Hold the Date — A CHAB Meeting?

The email Commissioner Mike Clark sent to the media yesterday.

Well, well, well — looks like Commissioner Mike Clark been calling out Commission Chair Alexis Hill long enough. Washoe County sent him a “Hold the Date” notice for Tuesday, December 2, 2025, from 1–5 p.m. — a possible meeting of the long-vanished Community Homeless Advisory Board (CHAB).

If true, that’s big. The CHAB hasn’t met since May 2024, which is remarkable considering Washoe County leadership — Commissioner Chair Alexis Hill and former County Manager Eric Brown — have spent the better part of two years declaring the homeless population “down by 40%, maybe 50%, possibly even 60%,” depending on which press piece you read that week.
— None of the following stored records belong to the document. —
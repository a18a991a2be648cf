//! Graph transformation module
//!
//! Rewrites built on top of pattern matches:
//!
//! - [`replace_match`]: swap one matched region for a single fused node
//! - [`fuse_all`]: match and fuse repeatedly until the pattern is gone
//!
//! # Example
//!
//! ```ignore
//! use fusion_matcher::transform::{fuse_all, replace_match};
//!
//! let mut matcher = PatternMatcher::new(pattern, Arc::new(graph.clone()));
//! if let Some(m) = matcher.match_next() {
//!     let fused = NodeDef::new("abs_exp_relu_0", "AbsExpRelu").outputs(2);
//!     replace_match(&mut graph, &m, fused)?;
//! }
//! ```

pub mod fuse;

pub use fuse::{fuse_all, replace_match, FusionResult};
//! Error types for fusion-matcher
//!
//! This module defines the errors returned by graph construction and by
//! queries on match results. Rejections during the search itself are never
//! surfaced as errors; a pattern that simply does not match yields no results.

use thiserror::Error;

use crate::graph::NodeId;

/// Direction of a port, used in diagnostics
#[derive(Debug, Clone, Copy, PartialEq, Eq)]
pub enum PortKind {
    /// Input slot of a node
    Input,
    /// Output slot of a node
    Output,
}

impl std::fmt::Display for PortKind {
    fn fmt(&self, f: &mut std::fmt::Formatter<'_>) -> std::fmt::Result {
        match self {
            PortKind::Input => f.write_str("input"),
            PortKind::Output => f.write_str("output"),
        }
    }
}

/// Main error type for graph construction and match queries
#[derive(Error, Debug, Clone, PartialEq, Eq)]
pub enum GraphError {
    /// Lookup failed (pattern node not bound, unknown name, ...)
    #[error("Not found: {0}")]
    NotFound(String),

    /// Node handle does not belong to the graph or was removed
    #[error("Invalid node: {0}")]
    InvalidNode(NodeId),

    /// The arena already holds as many nodes as a handle can address
    #[error("Node limit reached: a graph holds at most 2^32 nodes")]
    NodeLimit,

    /// A node with the same name already exists
    #[error("Duplicate node name: {0}")]
    DuplicateName(String),

    /// Port index outside the node's arity
    #[error("{kind} port {index} out of range for node {node} (arity {arity})")]
    PortOutOfRange {
        /// Node name
        node: String,
        /// Port direction
        kind: PortKind,
        /// Requested index
        index: usize,
        /// Actual arity
        arity: usize,
    },

    /// Input port already has a producer
    #[error("Input {index} of node {node} is already connected")]
    InputAlreadyConnected {
        /// Node name
        node: String,
        /// Input index
        index: usize,
    },

    /// Capture index outside the pattern's capture list
    #[error("Capture index {index} out of range ({len} captures declared)")]
    CaptureOutOfRange {
        /// Requested index
        index: usize,
        /// Number of declared captures
        len: usize,
    },

    /// Boundary of a match could not be derived
    #[error("Inconsistent boundary: {0}")]
    InconsistentBoundary(String),

    /// Replacement node does not fit the matched region
    #[error("Arity mismatch for {node}: expected {expected} {kind}s, found {found}")]
    ArityMismatch {
        /// Replacement node name
        node: String,
        /// Port direction
        kind: PortKind,
        /// Arity required by the boundary
        expected: usize,
        /// Arity of the replacement
        found: usize,
    },
}

/// Result type alias for graph operations
pub type GraphResult<T> = Result<T, GraphError>;
//! Coverage requests and instance notes.
//!
//! Both hang off an instance, so every write that names an occurrence
//! first gets-or-creates it through the [`InstanceStore`]. Failure policy
//! matches the store: reads fold to empty, writes fold to `false`/`None`
//! and record the message in the shared error slot.

use chrono::{NaiveDate, Utc};
use tracing::{debug, info};

use crate::error::{DaybookError, Result};
use crate::instances::InstanceStore;
use crate::model::{
    CoverageRequest, CoverageRequestId, EntityId, EntityKind, InstanceId, InstanceKey,
    InstanceNote, NoteId,
};

/// Notes and coverage requests for the session's user.
#[derive(Debug, Clone)]
pub struct Delegation {
    store: InstanceStore,
}

impl Delegation {
    /// Share the store's backend, session, ids and error slot.
    pub fn new(store: InstanceStore) -> Self {
        Self { store }
    }

    pub fn last_error(&self) -> Option<String> {
        self.store.last_error()
    }

    // ------------------------------------------------------------------
    // Notes
    // ------------------------------------------------------------------

    pub async fn try_get_notes(&self, instance: InstanceId) -> Result<Vec<InstanceNote>> {
        self.store.require_user()?;
        self.store.backend().list_notes(instance).await
    }

    pub async fn try_add_note(
        &self,
        kind: EntityKind,
        entity_id: &EntityId,
        date: NaiveDate,
        text: &str,
    ) -> Result<InstanceNote> {
        let user = self.store.require_user()?;
        let text = text.trim();
        if text.is_empty() {
            return Err(DaybookError::invalid_input("text", "note text is blank"));
        }
        let instance = self
            .store
            .get_or_create_for(&user, InstanceKey::new(kind, entity_id, date))
            .await?;
        let note = InstanceNote {
            id: NoteId::from_uuid(self.store.next_id()),
            instance_id: instance.id,
            author: user,
            text: text.to_string(),
            created_at: Utc::now(),
        };
        let note = self.store.backend().insert_note(note).await?;
        debug!(note = %note.id, instance = %note.instance_id, "Note added");
        Ok(note)
    }

    pub async fn try_delete_note(&self, note: NoteId) -> Result<()> {
        let user = self.store.require_user()?;
        if self.store.backend().delete_note(&user, note).await? {
            debug!(note = %note, "Note deleted");
            Ok(())
        } else {
            Err(DaybookError::not_found("note", note))
        }
    }

    /// Notes on `instance`, oldest first.
    pub async fn get_notes(&self, instance: InstanceId) -> Vec<InstanceNote> {
        let result = self.try_get_notes(instance).await;
        self.store.fold_read("get_notes", result, Vec::new())
    }

    /// Attach a note to the occurrence, creating its instance if needed.
    pub async fn add_note(
        &self,
        kind: EntityKind,
        entity_id: &EntityId,
        date: NaiveDate,
        text: &str,
    ) -> Option<InstanceNote> {
        let result = self
            .try_add_note(kind, entity_id, date, text)
            .await
            .map(Some);
        self.store.fold_write("add_note", result, None)
    }

    /// Delete one of the current user's notes.
    pub async fn delete_note(&self, note: NoteId) -> bool {
        let result = self.try_delete_note(note).await.map(|()| true);
        self.store.fold_write("delete_note", result, false)
    }

    // ------------------------------------------------------------------
    // Coverage requests
    // ------------------------------------------------------------------

    pub async fn try_request_coverage(
        &self,
        kind: EntityKind,
        entity_id: &EntityId,
        date: NaiveDate,
    ) -> Result<CoverageRequest> {
        let user = self.store.require_user()?;
        let instance = self
            .store
            .get_or_create_for(&user, InstanceKey::new(kind, entity_id, date))
            .await?;
        let request = CoverageRequest::new(
            CoverageRequestId::from_uuid(self.store.next_id()),
            instance.id,
            user,
            Utc::now(),
        );
        let request = self.store.backend().insert_coverage(request).await?;
        info!(request = %request.id, instance = %request.instance_id, "Coverage requested");
        Ok(request)
    }

    pub async fn try_get_coverage_requests(
        &self,
        instance: InstanceId,
    ) -> Result<Vec<CoverageRequest>> {
        self.store.require_user()?;
        self.store.backend().list_coverage(instance).await
    }

    pub async fn try_respond_to_coverage(
        &self,
        request: CoverageRequestId,
        accept: bool,
    ) -> Result<CoverageRequest> {
        let user = self.store.require_user()?;
        let backend = self.store.backend();
        let mut current = backend
            .get_coverage(request)
            .await?
            .ok_or_else(|| DaybookError::not_found("coverage request", request))?;
        if !current.is_open() {
            return Err(already_answered(&current));
        }

        if accept {
            current.accept(user, Utc::now());
        } else {
            current.decline(Utc::now());
        }
        // The write only lands while the row is still pending.
        if !backend.update_coverage(&current).await? {
            return match backend.get_coverage(request).await? {
                Some(winner) => Err(already_answered(&winner)),
                None => Err(DaybookError::not_found("coverage request", request)),
            };
        }
        info!(request = %request, status = %current.status, "Coverage answered");
        Ok(current)
    }

    pub async fn try_open_coverage_requests(&self) -> Result<Vec<CoverageRequest>> {
        let user = self.store.require_user()?;
        self.store.backend().list_open_coverage(&user).await
    }

    /// Ask someone else to take over this occurrence.
    pub async fn request_coverage(
        &self,
        kind: EntityKind,
        entity_id: &EntityId,
        date: NaiveDate,
    ) -> Option<CoverageRequest> {
        let result = self
            .try_request_coverage(kind, entity_id, date)
            .await
            .map(Some);
        self.store.fold_write("request_coverage", result, None)
    }

    /// Requests on `instance`, oldest first.
    pub async fn get_coverage_requests(&self, instance: InstanceId) -> Vec<CoverageRequest> {
        let result = self.try_get_coverage_requests(instance).await;
        self.store.fold_read("get_coverage_requests", result, Vec::new())
    }

    /// Accept (responder becomes the current user) or decline a pending request.
    pub async fn respond_to_coverage(&self, request: CoverageRequestId, accept: bool) -> bool {
        let result = self
            .try_respond_to_coverage(request, accept)
            .await
            .map(|_| true);
        self.store.fold_write("respond_to_coverage", result, false)
    }

    /// Pending requests other users have made.
    pub async fn open_coverage_requests(&self) -> Vec<CoverageRequest> {
        let result = self.try_open_coverage_requests().await;
        self.store.fold_read("open_coverage_requests", result, Vec::new())
    }
}

fn already_answered(request: &CoverageRequest) -> DaybookError {
    DaybookError::invalid_input(
        "request",
        format!("coverage request {} is already {}", request.id, request.status),
    )
}
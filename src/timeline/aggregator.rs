//! Timeline aggregation for one date.

use chrono::{Days, NaiveDate};
use futures::future::join_all;
use std::collections::HashSet;
use std::sync::Arc;
use tracing::{debug, warn};

use super::filter::AssigneeFilter;
use super::resolve::{apply_resolution, resolve_instances, Resolution};
use super::{Timeline, TimelineItem};
use crate::config::TimelineConfig;
use crate::instances::InstanceStore;
use crate::model::{EntityKind, UserId};
use crate::sources::{CalendarEventRecord, CalendarSource, RoutineSource, TaskSource};

/// Builds [`Timeline`]s from the collaborators and the instance store.
///
/// Aggregation never fails: a collaborator that errors contributes nothing,
/// is logged, and its message lands in the store's last-error slot.
#[derive(Clone)]
pub struct TimelineAggregator {
    store: InstanceStore,
    tasks: Arc<dyn TaskSource>,
    routines: Arc<dyn RoutineSource>,
    calendar: Arc<dyn CalendarSource>,
    config: TimelineConfig,
}

impl std::fmt::Debug for TimelineAggregator {
    fn fmt(&self, f: &mut std::fmt::Formatter<'_>) -> std::fmt::Result {
        f.debug_struct("TimelineAggregator")
            .field("store", &self.store)
            .field("config", &self.config)
            .finish_non_exhaustive()
    }
}

impl TimelineAggregator {
    pub fn new(
        store: InstanceStore,
        tasks: Arc<dyn TaskSource>,
        routines: Arc<dyn RoutineSource>,
        calendar: Arc<dyn CalendarSource>,
    ) -> Self {
        Self {
            store,
            tasks,
            routines,
            calendar,
            config: TimelineConfig::default(),
        }
    }

    #[must_use]
    pub fn with_config(mut self, config: TimelineConfig) -> Self {
        self.config = config;
        self
    }

    pub fn config(&self) -> &TimelineConfig {
        &self.config
    }

    /// Aggregated, filtered and bucketed view of `date` for the current user.
    pub async fn timeline(&self, date: NaiveDate, filter: &AssigneeFilter) -> Timeline {
        let bounds = self.config.section_bounds();
        let Some(user) = self.store.current_user() else {
            debug!(%date, "No session; empty timeline");
            return Timeline::build(date, Vec::new(), &bounds);
        };

        let window_start = date
            .checked_sub_days(Days::new(u64::from(self.config.carry_over_days)))
            .unwrap_or(date);
        let (tasks, routines, events, instances) = futures::join!(
            self.tasks.tasks_for_date(&user, date),
            self.routines.routines_for_date(&user, date),
            self.calendar.events_for_date(&user, date),
            self.store.instances_in_range_for(&user, window_start, date),
        );
        let tasks = self.degrade("tasks", tasks);
        let routines = self.degrade("routines", routines);
        let events = self.degrade("events", events);
        let instances = self.degrade("instances", instances.map_err(anyhow::Error::from));
        debug!(
            %date,
            tasks = tasks.len(),
            routines = routines.len(),
            events = events.len(),
            instances = instances.len(),
            "Fetched timeline sources"
        );

        let events = if self.config.dedupe_events {
            dedupe_events(events)
        } else {
            events
        };

        let mut items: Vec<TimelineItem> = tasks.iter().map(TimelineItem::from_task).collect();
        items.extend(
            routines
                .iter()
                .filter(|r| r.active)
                .map(|r| TimelineItem::from_routine(r, date)),
        );
        items.extend(events.iter().map(TimelineItem::from_event));

        let resolved = resolve_instances(instances, date);
        let mut present = HashSet::new();
        for item in &mut items {
            let Some(key) = item.item.entity().map(|(kind, id)| (kind, id.clone())) else {
                continue;
            };
            if let Some(resolution) = resolved.get(&key) {
                apply_resolution(item, resolution, date);
            }
            present.insert(key);
        }

        let stranded: Vec<&Resolution> = resolved
            .iter()
            .filter(|(key, r)| r.carried_over && !present.contains(*key))
            .map(|(_, r)| r)
            .collect();
        if !stranded.is_empty() {
            let lookups = stranded
                .into_iter()
                .map(|r| self.carry_over_item(&user, r, date));
            items.extend(join_all(lookups).await.into_iter().flatten());
        }

        items.retain(|item| filter.matches_item(item));
        let timeline = Timeline::build(date, items, &bounds);
        debug!(
            %date,
            %filter,
            items = timeline.len(),
            completed = timeline.completed,
            total = timeline.total,
            "Built timeline"
        );
        timeline
    }

    /// Project an instance deferred onto `date` whose entity is not on
    /// today's source lists.
    async fn carry_over_item(
        &self,
        user: &UserId,
        resolution: &Resolution,
        date: NaiveDate,
    ) -> Option<TimelineItem> {
        let instance = &resolution.instance;
        let found = match instance.kind {
            EntityKind::Routine => self
                .routines
                .routine(user, &instance.entity_id)
                .await
                .map(|r| {
                    r.filter(|r| r.active)
                        .map(|r| TimelineItem::from_routine(&r, date))
                }),
            EntityKind::CalendarEvent => self
                .calendar
                .event(user, &instance.entity_id)
                .await
                .map(|e| e.map(|e| TimelineItem::from_event(&e))),
        };
        match found {
            Ok(Some(mut item)) => {
                apply_resolution(&mut item, resolution, date);
                Some(item)
            }
            Ok(None) => {
                debug!(key = %instance.key(), "Carried-over entity no longer exists");
                None
            }
            Err(err) => {
                self.degrade::<TimelineItem>(instance.kind.as_str(), Err(err));
                None
            }
        }
    }

    fn degrade<T>(&self, source: &str, result: anyhow::Result<Vec<T>>) -> Vec<T> {
        result.unwrap_or_else(|err| {
            warn!(source, error = %err, "Timeline source failed; continuing without it");
            self.store
                .error_slot()
                .set(format!("timeline {}: {:#}", source, err));
            Vec::new()
        })
    }
}

/// Keep the first event for each (title, start).
fn dedupe_events(events: Vec<CalendarEventRecord>) -> Vec<CalendarEventRecord> {
    let mut seen = HashSet::new();
    events
        .into_iter()
        .filter(|e| seen.insert((e.title.clone(), e.start)))
        .collect()
}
Remember the Wall Street Journal article that poor reporter was led down the garden path.

Of course, every time a reporter dares ask for actual data, confusion reigns. Numbers vanish. Definitions change. And transparency? Don’t hold your breath.

So if Commissioner Clark is getting ready to attend this long-awaited CHAB meeting, we’d like him to bring a few questions on behalf of the public — you know, those of us footing the bill for the County’s ever-shifting “success story.”

Six Questions Worth Asking (and Answering in Public)

  1. Where’s the annual PIT count?
    Former County Manager Eric Brown canceled this year’s Point in Time (PIT) count, saying it only needs to be done every other year. Yet it’s the only standardized measure of homelessness across the nation. Why did Washoe decide it doesn’t need one annually?

  2. Can we see a real spreadsheet?
    Specifically, how many Nevada Cares Campus residents are actually seniors? County messaging claims “up to 50%,” but insiders tell us it’s far less. Let’s see the numbers — not rounded-up rhetoric.

  3. How many people have been there since day one?
    Reports from campus security suggest a surprising number of guests have lived there continuously since it opened. If true, isn’t that permanent shelter, not transitional care?

  4. Is there a work plan?
    Are there any expectations or programs for long-term residents to return to employment or self-sufficiency — or is the model simply “public housing without the housing”?

  5. Why do Washoe seniors get less than the homeless?
    Compare what’s served in senior centers versus what’s available at the Nevada Cares Campus. Why are seniors on limited income fed like afterthoughts while others get unlimited meals on taxpayer dollars?

  6. Where are the recidivism stats — in writing?
    Former Cares Campus Director Dana Searcy was quick to toss out percentages, but where’s the documented proof? How many guests leave the campus and actually stay housed?

If CHAB really is meeting in December, it’s about time.

If not — then this “Hold the Date” notice is just another symbolic gesture from a county that’s been holding data, holding meetings, and holding accountability hostage for far too long.